§ **WHAT TO PRODUCE**
Print all of the data exactly.

===== DATA EXCERPTS =====

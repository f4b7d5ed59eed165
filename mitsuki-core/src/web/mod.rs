//! Route registry and request pipeline: declarative routes, argument
//! binding, handler invocation, egress validation, and response shaping.

pub mod binding;
pub mod codec;
pub mod controller;
pub mod multipart;
pub(crate) mod pipeline;
pub mod reply;
pub mod route;

pub use binding::{Args, BindingKind, ParamBinding, RequestInfo};
pub use codec::{EncoderRegistry, JsonCodec};
pub use controller::{Controller, ControllerRouteSet};
pub use multipart::{FileUpload, MultipartError, MultipartForm, UploadLimits};
pub use reply::{IntoReply, Reply, ReplyBuilder};
pub use route::{
    HandlerFn, HttpMethod, RouteDescriptor, RouteError, RouteSpec, RouteTable, ShapeCheck,
};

=====

§ **ANSWER SPACE**
repository f4b7d5ed59eed165
filename mitsuki-core/src/web/mod.rs
//! Route registry and request pipeline: declarative routes, argument
//! binding, handler invocation, egress validation, and response shaping.

pub mod binding;
pub mod codec;
pub mod controller;
pub mod multipart;
pub(crate) mod pipeline;
pub mod reply;
pub mod route;

pub use binding::{Args, BindingKind, ParamBinding, RequestInfo};
pub use codec::{EncoderRegistry, JsonCodec};
pub use controller::{Controller, ControllerRouteSet};
pub use multipart::{FileUpload, MultipartError, MultipartForm, UploadLimits};
pub use reply::{IntoReply, Reply, ReplyBuilder};
pub use route::{
    HandlerFn, HttpMethod, RouteDescriptor, RouteError, RouteSpec, RouteTable, ShapeCheck,
};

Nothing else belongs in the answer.